Sunday, April 24, 2011

Eww! Rotting Vegetable Matter and Funky Banana Water


By Christine Clark

Pity my poor family. They must live with me and my gardening projects. For about 18 years, fruit and vegetable matter in various stages of rot has greeted my family from a container on the kitchen counter, in the sink, or a dark place under the sink. I now limit the container to someplace visible. It was a bad idea to hide it under the sink. I’d often forget about it until I’d open the cabinet to add more juicy materials and just about swoon from the stench.

The "Compost" Bowl
We call this collection of vegetable peels, apple cores, coffee grounds, and eggshells compost, as in “Take the compost out, it’s disgusting,” but it isn’t compost, yet. Whether it’s disgusting is relative to how long it’s been inside. It’s what will become compost after I take it (and its various non-human friends—think fruit flies, mold, bacteria) outside to the compost pile, where time, heat, grass clippings, and manure work their magic and turn the decomposing soup into the best dirt on the planet.
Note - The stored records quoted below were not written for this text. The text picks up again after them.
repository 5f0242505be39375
use leptos::prelude::*;

/// 404 fallback page.
#[component]
pub fn NotFound() -> impl IntoView {
	view! {
		<h1>"Not Found"</h1>
		<p>"The page you were looking for does not exist."</p>
	}
}
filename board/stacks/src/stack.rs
use core::iter;

use board::{Color, Piece};

/// A pile of pieces standing on one cell and moving as one
///
/// The top piece decides everything about how the stack behaves: its color is the stack's color,
/// and the stack moves like a king exactly when the top piece is crowned. The rest of the pile
/// only comes into play once the pieces above it have been captured.
///
/// A stack can't be empty. Taking the last piece away with [`Self::into_top`] consumes the stack.
#[derive(Clone, Debug, PartialEq, Eq)]
pub struct Stack {
    top: Piece,
    /// The pieces under the top one, from the top down
    below: Vec<Piece>,
}
impl Stack {
    /// Build a stack from its pieces, listed from the top down
    ///
    /// Returns `None` if there are no pieces.
    pub fn new(pieces: Vec<Piece>) -> Option<Self> {
        let mut pieces = pieces.into_iter();
        let top = pieces.next()?;
        Some(Self {
            top,
            below: pieces.collect(),
        })
    }

    pub const fn top(&self) -> Piece {
        self.top
    }

    pub const fn color(&self) -> Color {
        self.top.color
    }

    pub const fn is_crowned(&self) -> bool {
        self.top.crowned
    }

    /// The number of pieces in the stack
    pub fn len(&self) -> usize {
        self.below.len() + 1
    }

    /// The pieces, from the top down
    pub fn pieces(&self) -> impl Iterator<Item = Piece> + '_ {
        iter::once(self.top).chain(self.below.iter().copied())
    }

    /// Crown the top piece. The pieces under it are left alone.
    pub fn crown(&mut self) {
        self.top.crown();
    }

    /// Put a captured piece at the very bottom of the stack
    pub fn push_bottom(&mut self, prisoner: Piece) {
        self.below.push(prisoner);
    }

    /// Take the top piece off, returning it along with what is left of the stack, if anything
    pub fn into_top(self) -> (Piece, Option<Stack>) {
        (self.top, Stack::new(self.below))
    }

    /// Whether the colors of this stack, from the top down, are those of `signature`
    ///
    /// Crowns are not compared.
    pub fn matches_signature(&self, signature: &[Piece]) -> bool {
        self.len() == signature.len()
            && self
                .pieces()
                .zip(signature)
                .all(|(piece, expected)| piece.color == expected.color)
    }
}
/// A single checker
///
/// Pieces never know where they are: a piece always stands wherever the stack holding it stands.
#[derive(Clone, Copy, Debug, PartialEq, Eq)]
pub struct Piece {
    pub color: Color,
    /// Whether this piece has been crowned (and so moves any distance along a diagonal)
    pub crowned: bool,
}
impl Piece {
    /// An uncrowned piece of the given color
    pub const fn new(color: Color) -> Self {
        Self {
            color,
            crowned: false,
        }
    }

    /// A crowned piece of the given color
    pub const fn king(color: Color) -> Self {
        Self {
            color,
            crowned: true,
        }
    }

    /// Crown this piece. There is no way back.
    pub fn crown(&mut self) {
        self.crowned = true;
    }

    /// The letter used for this piece in a tower description
    ///
    /// ```
    /// # use board::{Color, Piece};
    /// assert_eq!(Piece::new(Color::White).code(), 'w');
    /// assert_eq!(Piece::king(Color::Black).code(), 'B');
    /// ```
    pub const fn code(self) -> char {
        match (self.color, self.crowned) {
            (Color::White, false) => 'w',
            (Color::White, true) => 'W',
            (Color::Black, false) => 'b',
            (Color::Black, true) => 'B',
        }
    }

    /// Parse the letter produced by [`Self::code`]
    pub const fn from_code(code: char) -> Option<Self> {
        match code {
            'w' => Some(Self::new(Color::White)),
            'W' => Some(Self::king(Color::White)),
            'b' => Some(Self::new(Color::Black)),
            'B' => Some(Self::king(Color::Black)),
            _ => None,
        }
    }
}

/// Why a cell can't hold a piece
#[derive(Clone, Copy, Debug, PartialEq, Eq, thiserror::Error)]
pub enum InvalidCell {
    #[error("white cell")]
    WhiteCell,
    #[error("not on board")]
    NotOnBoard,
}
//! Variants of the game, and the different behaviors we need to implement them
//!
//! Both variants share the rules engine. They differ in how placements, moves and positions are
//! written down, and in what happens to a captured piece.

use core::fmt;

use crate::{
    parse_signature, Cell, Color, Endpoint, MoveNotation, NotationError, Piece, Placement,
    RawToken,
};

/// The details handled differently by supported variants
pub trait Variant: Copy + Eq + fmt::Debug {
    /// A short name, used in logs and on the command line
    const NAME: &'static str;

    /// Whether a captured piece joins the bottom of the capturing stack
    ///
    /// If not, the captured piece leaves the board.
    const ABSORBS_CAPTURES: bool;

    /// Parse one placement token
    ///
    /// `side` is the color of the line the token was read from. Variants which spell out the
    /// colors in the token itself ignore it.
    fn parse_placement(token: &str, side: Option<Color>) -> Result<Placement, NotationError>;

    /// Parse a move
    fn parse_move(text: &str) -> Result<MoveNotation, NotationError>;

    /// The output token for the stack of `pieces` (top first) standing on `cell`
    fn describe(cell: Cell, pieces: &[Piece]) -> String;
}

/// Classic draughts: one piece per cell, captured pieces are removed
#[derive(Copy, Clone, Debug, PartialEq, Eq)]
pub struct Classic;
impl Variant for Classic {
    const NAME: &'static str = "classic";

    const ABSORBS_CAPTURES: bool = false;

    /// `[a-hA-H][1-8]`, where an upper case letter places a crowned piece
    fn parse_placement(token: &str, side: Option<Color>) -> Result<Placement, NotationError> {
        let raw = match RawToken::split(token) {
            Some(raw @ RawToken { codes: None, .. }) => raw,
            _ => return Err(NotationError::Placement(token.to_string())),
        };
        let color = side.ok_or(NotationError::MissingSide)?;
        let piece = if raw.upper {
            Piece::king(color)
        } else {
            Piece::new(color)
        };
        Ok(Placement {
            cell: raw.cell,
            pieces: vec![piece],
        })
    }

    /// `[a-hA-H][1-8]-[a-hA-H][1-8]` or `([a-hA-H][1-8]:)+[a-hA-H][1-8]`
    fn parse_move(text: &str) -> Result<MoveNotation, NotationError> {
        MoveNotation::parse_with(text, |part| match RawToken::split(part)? {
            RawToken {
                cell, codes: None, ..
            } => Some(Endpoint::bare(cell)),
            _ => None,
        })
    }

    /// The cell, with an upper case letter if the piece is crowned
    fn describe(cell: Cell, pieces: &[Piece]) -> String {
        let crowned = pieces.first().is_some_and(|piece| piece.crowned);
        cell.notation(crowned)
    }
}

/// Towers: a cell holds a stack of pieces, and captured pieces are taken prisoner under the
/// capturing stack
#[derive(Copy, Clone, Debug, PartialEq, Eq)]
pub struct Towers;
impl Variant for Towers {
    const NAME: &'static str = "towers";

    const ABSORBS_CAPTURES: bool = true;

    /// `[a-hA-H][1-8]_[wWbB]+`, listing the pieces from the top down
    ///
    /// The colors come from the token, so `side` is not used.
    fn parse_placement(token: &str, _side: Option<Color>) -> Result<Placement, NotationError> {
        let invalid = || NotationError::Placement(token.to_string());
        let raw = RawToken::split(token).ok_or_else(invalid)?;
        let pieces = raw.codes.and_then(parse_signature).ok_or_else(invalid)?;
        Ok(Placement {
            cell: raw.cell,
            pieces,
        })
    }

    /// Like [`Classic::parse_move`], but each endpoint may be followed by `_[wWbB]+`
    fn parse_move(text: &str) -> Result<MoveNotation, NotationError> {
        MoveNotation::parse_with(text, |part| {
            let raw = RawToken::split(part)?;
            let signature = match raw.codes {
                Some(codes) => Some(parse_signature(codes)?),
                None => None,
            };
            Some(Endpoint {
                cell: raw.cell,
                signature,
            })
        })
    }

    /// The cell followed by the pieces from the top down, as in `b6_Wwbbbb`
    fn describe(cell: Cell, pieces: &[Piece]) -> String {
        let mut description = cell.notation(false);
        description.push('_');
        description.extend(pieces.iter().map(|piece| piece.code()));
        description
    }
}

#[cfg(test)]
mod tests {
    use super::*;

    #[test]
    fn test_classic_placement() {
        assert_eq!(
            Classic::parse_placement("c3", Some(Color::White)),
            Ok(Placement {
                cell: Cell::new(3, 3),
                pieces: vec![Piece::new(Color::White)],
            }),
        );
        assert_eq!(
            Classic::parse_placement("E1", Some(Color::Black)),
            Ok(Placement {
                cell: Cell::new(5, 1),
                pieces: vec![Piece::king(Color::Black)],
            }),
        );
        assert_eq!(
            Classic::parse_placement("c3", None),
            Err(NotationError::MissingSide)
        );
        for bad in ["42", "c3_w", "c", "c33", "i1", ""] {
            assert!(
                Classic::parse_placement(bad, Some(Color::White)).is_err(),
                "{bad:?} parsed"
            );
        }
    }

    #[test]
    fn test_towers_placement() {
        let placement = Towers::parse_placement("g5_wbB", None).unwrap();
        assert_eq!(placement.cell, Cell::new(7, 5));
        assert_eq!(
            placement.pieces,
            [
                Piece::new(Color::White),
                Piece::new(Color::Black),
                Piece::king(Color::Black),
            ],
        );
        for bad in ["h8", "42", "a1_", "a1_x", "a1_w_b", "_w"] {
            assert!(Towers::parse_placement(bad, None).is_err(), "{bad:?} parsed");
        }
    }

    #[test]
    fn test_classic_rejects_signatures() {
        assert!(Classic::parse_move("g3-f4").is_ok());
        assert!(Classic::parse_move("g3_w-f4_w").is_err());
    }

    #[test]
    fn test_towers_move_signatures() {
        let mv = Towers::parse_move("f2_ww:d4_wwb:b6_wwbb").unwrap();
        let MoveNotation::Capture(endpoints) = &mv else {
            panic!("expected a capture, got {mv:?}");
        };
        assert_eq!(endpoints.len(), 3);
        assert_eq!(endpoints[1].cell, Cell::new(4, 4));
        assert_eq!(endpoints[1].signature.as_ref().map(Vec::len), Some(3));
        assert_eq!(mv.to_string(), "f2_ww:d4_wwb:b6_wwbb");
        assert!(Towers::parse_move("g7-f6").is_ok());
        assert!(Towers::parse_move("g7_-f6_b").is_err());
        assert!(Towers::parse_move("g7_bq-f6_b").is_err());
    }

    #[test]
    fn test_describe() {
        let stack = [Piece::king(Color::White), Piece::new(Color::Black)];
        assert_eq!(Classic::describe(Cell::new(8, 8), &stack), "H8");
        assert_eq!(Towers::describe(Cell::new(8, 8), &stack), "h8_Wb");
        assert_eq!(
            Classic::describe(Cell::new(4, 4), &[Piece::new(Color::Black)]),
            "d4"
        );
    }
}
//! Core data types: the declaration records (`FunctionInfo`/`StructInfo`/
//! etc, in [`types`]) and the hierarchical output tree they are lowered
//! into ([`Document`]).

pub mod types;

pub use types::{
    ArrayInfo, FieldInfo, FunctionInfo, MethodInfo, Modifier, ParamInfo, SourceLocation,
    StructInfo,
};

use serde::Serialize;

/// The top-level document: `structs` and/or `functions`, each omitted from
/// serialized output when empty. Each node's own fields are an ordered
/// sequence of named leaves/children, so the `serde_json` serialization
/// of this typed tree already is an ordered tree of named nodes — no
/// separate dynamically-typed tree is needed to reach that shape.
#[derive(Debug, Clone, Default, Serialize)]
pub struct Document {
    #[serde(skip_serializing_if = "Vec::is_empty")]
    pub structs: Vec<StructInfo>,
    #[serde(skip_serializing_if = "Vec::is_empty")]
    pub functions: Vec<FunctionInfo>,
}

impl Document {
    pub fn extend(&mut self, other: Document) {
        self.structs.extend(other.structs);
        self.functions.extend(other.functions);
    }
}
Composting is a great way to recycle and to add excellent organic matter and various beneficial microbes to the garden. I like compost. I like the way a finished batch crumbles like soft, fresh-baked cookies when I squeeze it in my hands. I love the rich, earthy, moist dirt scent. I wish I had yards of it. But, I don’t, and must continue to, as my daughter says, “Make your own dirt.” So, the compost bowl is a permanent fixture in my kitchen; it sits in the sink until I take it outside, fruit flies trailing in my wake. (I’m trying to get better about taking it out everyday, but I sometimes forget.)
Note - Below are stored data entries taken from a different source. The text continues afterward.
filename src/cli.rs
//! Command-line surface: positional input files, the recognized control
//! flags, and the parallel-processing/config additions layered on top
//! (`--with-graphs`, `--config`, `--jobs`). Unrecognized flags are
//! captured verbatim as compiler-option passthrough hints.

use clap::Parser;
use std::path::PathBuf;

#[derive(Parser, Debug)]
#[command(name = "cstructinfo")]
#[command(about = "Declaration and flowchart extractor for C/C++ translation units")]
#[command(version)]
pub struct Cli {
    /// Source files to process. Validated as non-empty by
    /// `commands::extract::run` (a `CliError::NoInputFiles`, not a bare
    /// clap usage error) so "no input files" surfaces through this
    /// crate's own error hierarchy and exit-code mapping.
    pub files: Vec<PathBuf>,

    /// Restrict extraction to declarations located in the primary input
    /// file (per file, not just the first positional argument).
    #[arg(long = "main-only")]
    pub main_only: bool,

    /// Omit function extraction.
    #[arg(long = "no-functions")]
    pub no_functions: bool,

    /// Omit struct extraction.
    #[arg(long = "no-structs")]
    pub no_structs: bool,

    /// Omit `builtin` bit-size annotations on fields.
    #[arg(long = "no-sizes")]
    pub no_sizes: bool,

    /// Include verbatim `source` text per declaration.
    #[arg(long = "with-source")]
    pub with_source: bool,

    /// Attach each function's flowchart graph to the output document.
    #[arg(long = "with-graphs")]
    pub with_graphs: bool,

    /// Worker count for multi-file parallel processing; 0 = all cores.
    #[arg(long, default_value_t = 0)]
    pub jobs: usize,

    /// Explicit config file path, bypassing ancestor directory search.
    #[arg(long)]
    pub config: Option<PathBuf>,

    /// Arbitrary compiler-option hints (after `--`), passed through to the
    /// parser's language-standard/include-path selection where it exposes
    /// one.
    #[arg(last = true)]
    pub passthrough: Vec<String>,
}

impl Cli {
    /// `--jobs 0` (the default) defers thread-count selection to
    /// `rayon`'s own default (number of logical CPUs); an explicit value
    /// is passed straight through.
    pub fn worker_count(&self) -> Option<usize> {
        (self.jobs != 0).then_some(self.jobs)
    }
}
Unusual juxtaposition of Battenburg Lace and Banana Water
Unfortunately for my family, another gross gardening project has joined the compost bowl in the kitchen. Funky banana water is now part of my gardening repertoire. A few months ago, I got my first staghorn fern. I have no trees in which to place said fern, so it’s hanging on my patio. It’s healthy and happy. As a gardener, though, I want it healthier, happier, and bigger. I recalled that staghorns love bananas, so I Googled for more information. Some gardeners recommend that banana peels be dried and then added to staghorns. Several Web sites advised soaking banana peels in water and using the potassium-rich liquid to water the ferns. (Since then, several successful staghorn growers have told me they use the entire banana.) Potassium, hmmm, I thought. I know tomatoes need potassium and wondered if the banana water would help my struggling Roma tomato seedlings. Onto the counter went a jar of water and banana peels. After a few days, the water turned yellow-beige and the peels got soft and floaty looking. I carefully poured the liquid onto the staghorn and my ailing tomato seedlings.
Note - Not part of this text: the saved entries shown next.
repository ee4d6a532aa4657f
//! Declaration record types: the typed shapes the struct/function
//! extractors fill in, assembled into the top-level [`crate::core::Document`]
//! by [`crate::output`] and serialized directly via `serde_json`.

use crate::graph::Graph;
use serde::{Deserialize, Serialize};

/// A location in source, printed as `"path:line:col"` by
/// [`SourceLocation::to_string`] (1-based line/column, matching clang's
/// `printToString`).
#[derive(Debug, Clone, PartialEq, Eq, Serialize, Deserialize)]
pub struct SourceLocation {
    pub file: String,
    pub line: usize,
    pub column: usize,
}

impl SourceLocation {
    pub fn new(file: impl Into<String>, line: usize, column: usize) -> Self {
        Self {
            file: file.into(),
            line,
            column,
        }
    }

    pub fn to_string(&self) -> String {
        format!("{}:{}:{}", self.file, self.line, self.column)
    }
}

/// A single parameter of a function or method.
#[derive(Debug, Clone, PartialEq, Eq, Serialize, Deserialize)]
pub struct ParamInfo {
    pub name: String,
    pub r#type: String,
    pub comment: String,
}

/// A free function or struct/class method signature plus documentation.
#[derive(Debug, Clone, PartialEq, Serialize, Deserialize)]
pub struct FunctionInfo {
    pub location: SourceLocation,
    pub name: String,
    pub return_type: String,
    pub return_comment: String,
    pub brief_comment: String,
    pub params: Vec<ParamInfo>,
    #[serde(skip_serializing_if = "Option::is_none")]
    pub source: Option<String>,
    /// The function body's control-flow graph, attached under `--with-graphs`.
    #[serde(skip_serializing_if = "Option::is_none")]
    pub flowchart: Option<Graph>,
}

/// A modifier on a method declaration.
#[derive(Debug, Clone, Copy, PartialEq, Eq, Serialize, Deserialize)]
#[serde(rename_all = "lowercase")]
pub enum Modifier {
    Static,
    Const,
    Virtual,
    Pure,
}

/// A method: a [`FunctionInfo`] plus its modifier set, in declaration order.
#[derive(Debug, Clone, PartialEq, Serialize, Deserialize)]
pub struct MethodInfo {
    #[serde(flatten)]
    pub function: FunctionInfo,
    pub modifiers: Vec<Modifier>,
}

/// The unwound dimensions of a constant-array field, outermost first.
#[derive(Debug, Clone, PartialEq, Eq, Serialize, Deserialize)]
pub struct ArrayInfo {
    pub elem_type: String,
    pub size: Vec<u64>,
}

/// A single struct/class field.
#[derive(Debug, Clone, PartialEq, Serialize, Deserialize)]
pub struct FieldInfo {
    pub name: String,
    pub r#type: String,
    pub comment: String,
    #[serde(skip_serializing_if = "Option::is_none")]
    pub array: Option<ArrayInfo>,
    #[serde(skip_serializing_if = "Option::is_none")]
    pub bitfield_width: Option<u64>,
    #[serde(skip_serializing_if = "Option::is_none")]
    pub builtin: Option<u64>,
}

/// A struct, class, or union declaration.
#[derive(Debug, Clone, PartialEq, Serialize, Deserialize)]
pub struct StructInfo {
    pub location: SourceLocation,
    pub name: String,
    pub brief_comment: String,
    pub fields: Vec<FieldInfo>,
    pub methods: Vec<MethodInfo>,
    #[serde(skip_serializing_if = "Option::is_none")]
    pub source: Option<String>,
}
Two weeks ago, my tomatoes were about an inch high and yellow. Today, thanks to several dousings of banana water, they are six inches high, green, and thriving. The staghorn keeps growing and growing.
The kids never said a word when the jar of banana peels and water materialized on the kitchen counter. They probably wondered, but decided, “No, it’s probably not even safe to ask.” At least I haven’t gone as far as Bailey White’s mother, the subject of White’s hilarious book, Mama Makes Up Her Mind (www.amazon.com/Mama-Makes-Up-Her-Mind/dp/0679751602). Unlike White’s mother, I don’t have worms and a bowl of worm casings hanging from the light fixture in my kitchen. (Worm casings are excellent for the garden, but no… I just can’t.)
My sister is a bit braver than my kids. When she walked into the kitchen yesterday and spied the jar of banana peels and water, she said, “What is that? Some sort of science experiment gone terribly wrong?” I suppose the peels with their black spots look a bit like snakes in a jar. She relaxed after I explained. She, too, was impressed with the tomatoes and, like me, loves to garden. Maybe there’s a banana water jar in her future. And my kids? I imagine when they all have their own homes, they might say, “No compost! My mother always had something gross in the kitchen, and we’re not having that here!”